步骤2)所述聚酮合成酶基因phld，genebankid为11830552；所述多重抗性激活因子mara，genebankid为6060688；所述乙酰coa羧化酶基因accase，其中，亚基acca的genebankid为6062185，亚基accb的genebankid为6058890，亚基accc的genebankid为6058863，亚基accd的genebankid为6059083。

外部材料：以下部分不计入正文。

//! Flight registration, insurance purchase and payout crediting

use surety_core::{Amount, FlightKey, FlightStatus, PolicyConfig, Principal, SuretyEvent};
use surety_ledger::{authorize, Capability, Flight, LedgerError, LedgerStore};

use crate::error::PolicyError;

/// Result of a successful insurance purchase
#[derive(Debug, Clone, PartialEq, Eq)]
pub struct PurchaseReceipt {
    pub flight: FlightKey,
    pub passenger: Principal,
    /// Cumulative premium on the policy after this purchase
    pub total_premium: Amount,
    /// Airline pool after the premium was added
    pub airline_funds: Amount,
}

/// What a status decision credited
#[derive(Debug, Clone, Default, PartialEq, Eq)]
pub struct PayoutSummary {
    pub policies_credited: usize,
    pub total_credited: Amount,
}

#[derive(Debug, Clone, Default)]
pub struct PolicyEngine {
    config: PolicyConfig,
}

impl PolicyEngine {
    pub fn new(config: PolicyConfig) -> Self {
        Self { config }
    }

    pub fn config(&self) -> &PolicyConfig {
        &self.config
    }

    /// Payout owed for `premium` (premium x numerator / denominator, rounded down)
    pub fn payout_for(&self, premium: Amount) -> Result<Amount, PolicyError> {
        premium
            .mul_ratio_floor(self.config.payout_numerator, self.config.payout_denominator)
            .ok_or(PolicyError::PayoutOverflow(premium))
    }

    /// Register a flight operated by `airline`.
    ///
    /// Returns `false` if the flight already existed (no-op).
    pub fn register_flight<S: LedgerStore>(
        &self,
        store: &mut S,
        airline: &Principal,
        designator: &str,
        timestamp: u64,
        sender: &Principal,
    ) -> Result<bool, PolicyError> {
        authorize(store, sender, Capability::FlightOperator(airline.clone()))
            .map_err(PolicyError::Unauthorized)?;

        let key = FlightKey::new(airline.clone(), designator, timestamp);
        if store.flight(&key).is_some() {
            tracing::debug!(flight = %key, "Flight already registered");
            return Ok(false);
        }

        store.insert_flight(Flight::scheduled(key.clone()))?;
        store.emit(SuretyEvent::FlightRegistered { flight: key.clone() });
        tracing::info!(flight = %key, "Flight registered");

        Ok(true)
    }

    /// Buy (or top up) insurance on `flight` for `sender`
    pub fn buy_insurance<S: LedgerStore>(
        &self,
        store: &mut S,
        flight: &FlightKey,
        sender: &Principal,
        premium: Amount,
    ) -> Result<PurchaseReceipt, PolicyError> {
        authorize(store, sender, Capability::Purchaser).map_err(PolicyError::InvalidBuyer)?;

        if premium.is_zero() {
            return Err(PolicyError::ZeroPremium);
        }

        if store.airline(&flight.airline).is_none() {
            return Err(LedgerError::AirlineNotFound(flight.airline.clone()).into());
        }

        if let Some(existing) = store.flight(flight) {
            if existing.status.is_final() {
                return Err(PolicyError::FlightFinalized {
                    flight: flight.clone(),
                    status: existing.status,
                });
            }
        }

        let already_paid = store
            .policy(flight, sender)
            .map(|p| p.premium_paid)
            .unwrap_or(Amount::ZERO);
        let exceeded = || PolicyError::PremiumExceeded {
            requested: premium,
            already_paid,
            maximum: self.config.max_premium,
        };
        let total_premium = already_paid.checked_add(&premium).ok_or_else(exceeded)?;
        if total_premium > self.config.max_premium {
            return Err(exceeded());
        }

        let airline = store
            .airline_mut(&flight.airline)
            .ok_or_else(|| LedgerError::AirlineNotFound(flight.airline.clone()))?;
        let airline_funds = airline
            .funds_contributed
            .checked_add(&premium)
            .ok_or_else(|| LedgerError::Overflow {
                account: flight.airline.to_string(),
            })?;
        airline.funds_contributed = airline_funds;

        store.policy_entry(flight, sender).premium_paid = total_premium;

        store.emit(SuretyEvent::InsurancePurchased {
            flight: flight.clone(),
            passenger: sender.clone(),
            premium,
            total_premium,
        });
        tracing::info!(flight = %flight, passenger = %sender, %premium, %total_premium, "Insurance purchased");

        Ok(PurchaseReceipt {
            flight: flight.clone(),
            passenger: sender.clone(),
            total_premium,
            airline_funds,
        })
    }

    /// Credit every open policy on `flight` if `status` is insurable.
    ///
    /// Called by the oracle coordinator once a status is finalized. Each
    /// policy is credited at most once.
    pub fn credit_payout<S: LedgerStore>(
        &self,
        store: &mut S,
        flight: &FlightKey,
        status: FlightStatus,
    ) -> Result<PayoutSummary, PolicyError> {
        if !status.is_insurable() {
            tracing::debug!(flight = %flight, %status, "Status not insurable, no payout");
            return Ok(PayoutSummary::default());
        }

        let mut owed = Vec::new();
        for policy in store.flight_policies_mut(flight) {
            if policy.payout_credited {
                continue;
            }
            let payout = self.payout_for(policy.premium_paid)?;
            policy.payout_credited = true;
            owed.push((policy.passenger.clone(), payout));
        }

        let mut summary = PayoutSummary::default();
        for (passenger, amount) in owed {
            store.credit_balance(&passenger, amount)?;
            summary.policies_credited += 1;
            summary.total_credited = summary
                .total_credited
                .checked_add(&amount)
                .ok_or(PolicyError::PayoutOverflow(amount))?;
            store.emit(SuretyEvent::PayoutCredited {
                flight: flight.clone(),
                passenger,
                amount,
            });
        }

        tracing::info!(
            flight = %flight,
            policies = summary.policies_credited,
            total = %summary.total_credited,
            "Payouts credited"
        );

        Ok(summary)
    }
}

#[cfg(test)]
mod tests {
    use super::*;
    use rust_decimal_macros::dec;
    use surety_ledger::{AccessDenied, InMemoryLedger};

    fn p(id: &str) -> Principal {
        Principal::from(id)
    }

    fn amount(value: rust_decimal::Decimal) -> Amount {
        Amount::new(value).unwrap()
    }

    fn flight() -> FlightKey {
        FlightKey::new(p("A1"), "ND1309", 1624103191959)
    }

    fn setup() -> (PolicyEngine, InMemoryLedger) {
        let mut ledger = InMemoryLedger::with_genesis_airline(p("OWNER"), p("A1"), "Airline 1");
        ledger.airline_mut(&p("A1")).unwrap().active = true;
        (PolicyEngine::default(), ledger)
    }

    #[test]
    fn test_register_flight() {
        let (engine, mut ledger) = setup();
        let created = engine
            .register_flight(&mut ledger, &p("A1"), "ND1309", 1624103191959, &p("A1"))
            .unwrap();

        assert!(created);
        assert!(ledger.is_flight_registered(&flight()));
        assert_eq!(ledger.flight(&flight()).unwrap().status, FlightStatus::Unknown);
    }

    #[test]
    fn test_register_flight_is_idempotent() {
        let (engine, mut ledger) = setup();
        engine
            .register_flight(&mut ledger, &p("A1"), "ND1309", 1624103191959, &p("A1"))
            .unwrap();
        let created = engine
            .register_flight(&mut ledger, &p("A1"), "ND1309", 1624103191959, &p("A1"))
            .unwrap();
        assert!(!created);
        assert_eq!(ledger.drain_events().len(), 1);
    }

    #[test]
    fn test_register_flight_for_other_airline_rejected() {
        let (engine, mut ledger) = setup();
        let result = engine.register_flight(&mut ledger, &p("A1"), "ND1309", 1, &p("P7"));
        assert!(matches!(
            result,
            Err(PolicyError::Unauthorized(AccessDenied::NotFlightOperator { .. }))
        ));
    }

    #[test]
    fn test_inactive_airline_cannot_register_flight() {
        let (engine, mut ledger) = setup();
        ledger.airline_mut(&p("A1")).unwrap().active = false;
        let result = engine.register_flight(&mut ledger, &p("A1"), "ND1309", 1, &p("A1"));
        assert!(matches!(
            result,
            Err(PolicyError::Unauthorized(AccessDenied::AirlineInactive(_)))
        ));
        assert!(!ledger.is_flight_registered(&FlightKey::new(p("A1"), "ND1309", 1)));
    }

    #[test]
    fn test_airline_cannot_buy_insurance() {
        let (engine, mut ledger) = setup();
        let result = engine.buy_insurance(&mut ledger, &flight(), &p("A1"), amount(dec!(1)));
        assert!(matches!(result, Err(PolicyError::InvalidBuyer(_))));
        assert_eq!(ledger.get_airline_funds(&p("A1")).unwrap(), Amount::ZERO);
    }

    #[test]
    fn test_premium_above_maximum_rejected() {
        let (engine, mut ledger) = setup();
        let result = engine.buy_insurance(&mut ledger, &flight(), &p("P7"), amount(dec!(10)));
        assert!(matches!(result, Err(PolicyError::PremiumExceeded { .. })));
        assert!(ledger.policy(&flight(), &p("P7")).is_none());
    }

    #[test]
    fn test_cumulative_premium_capped() {
        let (engine, mut ledger) = setup();
        engine
            .buy_insurance(&mut ledger, &flight(), &p("P7"), amount(dec!(0.6)))
            .unwrap();
        let result = engine.buy_insurance(&mut ledger, &flight(), &p("P7"), amount(dec!(0.5)));

        assert_eq!(
            result,
            Err(PolicyError::PremiumExceeded {
                requested: amount(dec!(0.5)),
                already_paid: amount(dec!(0.6)),
                maximum: Amount::units(1),
            })
        );

        let receipt = engine
            .buy_insurance(&mut ledger, &flight(), &p("P7"), amount(dec!(0.4)))
            .unwrap();
        assert_eq!(receipt.total_premium, Amount::units(1));
    }

    #[test]
    fn test_zero_premium_rejected() {
        let (engine, mut ledger) = setup();
        let result = engine.buy_insurance(&mut ledger, &flight(), &p("P7"), Amount::ZERO);
        assert_eq!(result, Err(PolicyError::ZeroPremium));
    }

    #[test]
    fn test_premium_capitalizes_airline() {
        let (engine, mut ledger) = setup();
        let receipt = engine
            .buy_insurance(&mut ledger, &flight(), &p("P7"), Amount::units(1))
            .unwrap();

        assert_eq!(receipt.airline_funds, Amount::units(1));
        assert_eq!(ledger.get_airline_funds(&p("A1")).unwrap(), Amount::units(1));
        assert_eq!(
            ledger.policy(&flight(), &p("P7")).unwrap().premium_paid,
            Amount::units(1)
        );
    }

    #[test]
    fn test_airline_funds_equal_sum_of_premiums() {
        let (engine, mut ledger) = setup();
        let other = FlightKey::new(p("A1"), "ND1310", 1);
        let purchases = [
            (flight(), "P1", dec!(0.5)),
            (flight(), "P2", dec!(0.25)),
            (other.clone(), "P1", dec!(1)),
            (flight(), "P1", dec!(0.5)),
        ];

        for (key, passenger, premium) in purchases {
            engine
                .buy_insurance(&mut ledger, &key, &p(passenger), amount(premium))
                .unwrap();
        }

        assert_eq!(ledger.get_airline_funds(&p("A1")).unwrap().value(), dec!(2.25));
    }

    #[test]
    fn test_unknown_airline_rejected() {
        let (engine, mut ledger) = setup();
        let key = FlightKey::new(p("ZZ"), "ZZ1", 1);
        let result = engine.buy_insurance(&mut ledger, &key, &p("P7"), amount(dec!(0.5)));
        assert_eq!(
            result,
            Err(PolicyError::Ledger(LedgerError::AirlineNotFound(p("ZZ"))))
        );
    }

    #[test]
    fn test_finalized_flight_cannot_be_insured() {
        let (engine, mut ledger) = setup();
        engine
            .register_flight(&mut ledger, &p("A1"), "ND1309", 1624103191959, &p("A1"))
            .unwrap();
        ledger.flight_mut(&flight()).unwrap().status = FlightStatus::OnTime;

        let result = engine.buy_insurance(&mut ledger, &flight(), &p("P7"), amount(dec!(0.5)));
        assert!(matches!(result, Err(PolicyError::FlightFinalized { .. })));
    }

    #[test]
    fn test_late_airline_credits_one_and_a_half() {
        let (engine, mut ledger) = setup();
        engine
            .buy_insurance(&mut ledger, &flight(), &p("P1"), amount(dec!(0.5)))
            .unwrap();
        engine
            .buy_insurance(&mut ledger, &flight(), &p("P2"), amount(dec!(1)))
            .unwrap();

        let summary = engine
            .credit_payout(&mut ledger, &flight(), FlightStatus::LateAirline)
            .unwrap();

        assert_eq!(summary.policies_credited, 2);
        assert_eq!(summary.total_credited.value(), dec!(2.25));
        assert_eq!(ledger.get_balance(&p("P1")).value(), dec!(0.75));
        assert_eq!(ledger.get_balance(&p("P2")).value(), dec!(1.5));
        assert!(ledger.policy(&flight(), &p("P1")).unwrap().payout_credited);
    }

    #[test]
    fn test_payout_credited_once() {
        let (engine, mut ledger) = setup();
        engine
            .buy_insurance(&mut ledger, &flight(), &p("P1"), amount(dec!(0.5)))
            .unwrap();

        engine
            .credit_payout(&mut ledger, &flight(), FlightStatus::LateAirline)
            .unwrap();
        let again = engine
            .credit_payout(&mut ledger, &flight(), FlightStatus::LateAirline)
            .unwrap();

        assert_eq!(again, PayoutSummary::default());
        assert_eq!(ledger.get_balance(&p("P1")).value(), dec!(0.75));
    }

    #[test]
    fn test_other_statuses_pay_nothing() {
        let (engine, mut ledger) = setup();
        engine
            .buy_insurance(&mut ledger, &flight(), &p("P1"), amount(dec!(0.5)))
            .unwrap();

        for status in [
            FlightStatus::OnTime,
            FlightStatus::LateWeather,
            FlightStatus::LateTechnical,
            FlightStatus::LateOther,
        ] {
            let summary = engine.credit_payout(&mut ledger, &flight(), status).unwrap();
            assert_eq!(summary.policies_credited, 0);
        }

        assert_eq!(ledger.get_balance(&p("P1")), Amount::ZERO);
        assert!(!ledger.policy(&flight(), &p("P1")).unwrap().payout_credited);
    }
}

步骤3)所述感受态菌株，是大肠杆菌e.colibl21(de3)的感受态菌株。

优选的，本发明提供的高间苯三酚合成能力的基因工程菌的构建方法具体为：

1)将分子伴侣蛋白groesl基因连接到载体pet28a(+)上，获得重组质粒pet-groesl；

所述分子伴侣蛋白groesl的基因为groes和groel，来源于大肠杆菌，groesgenebankid：948655，groelgenebankid：948665。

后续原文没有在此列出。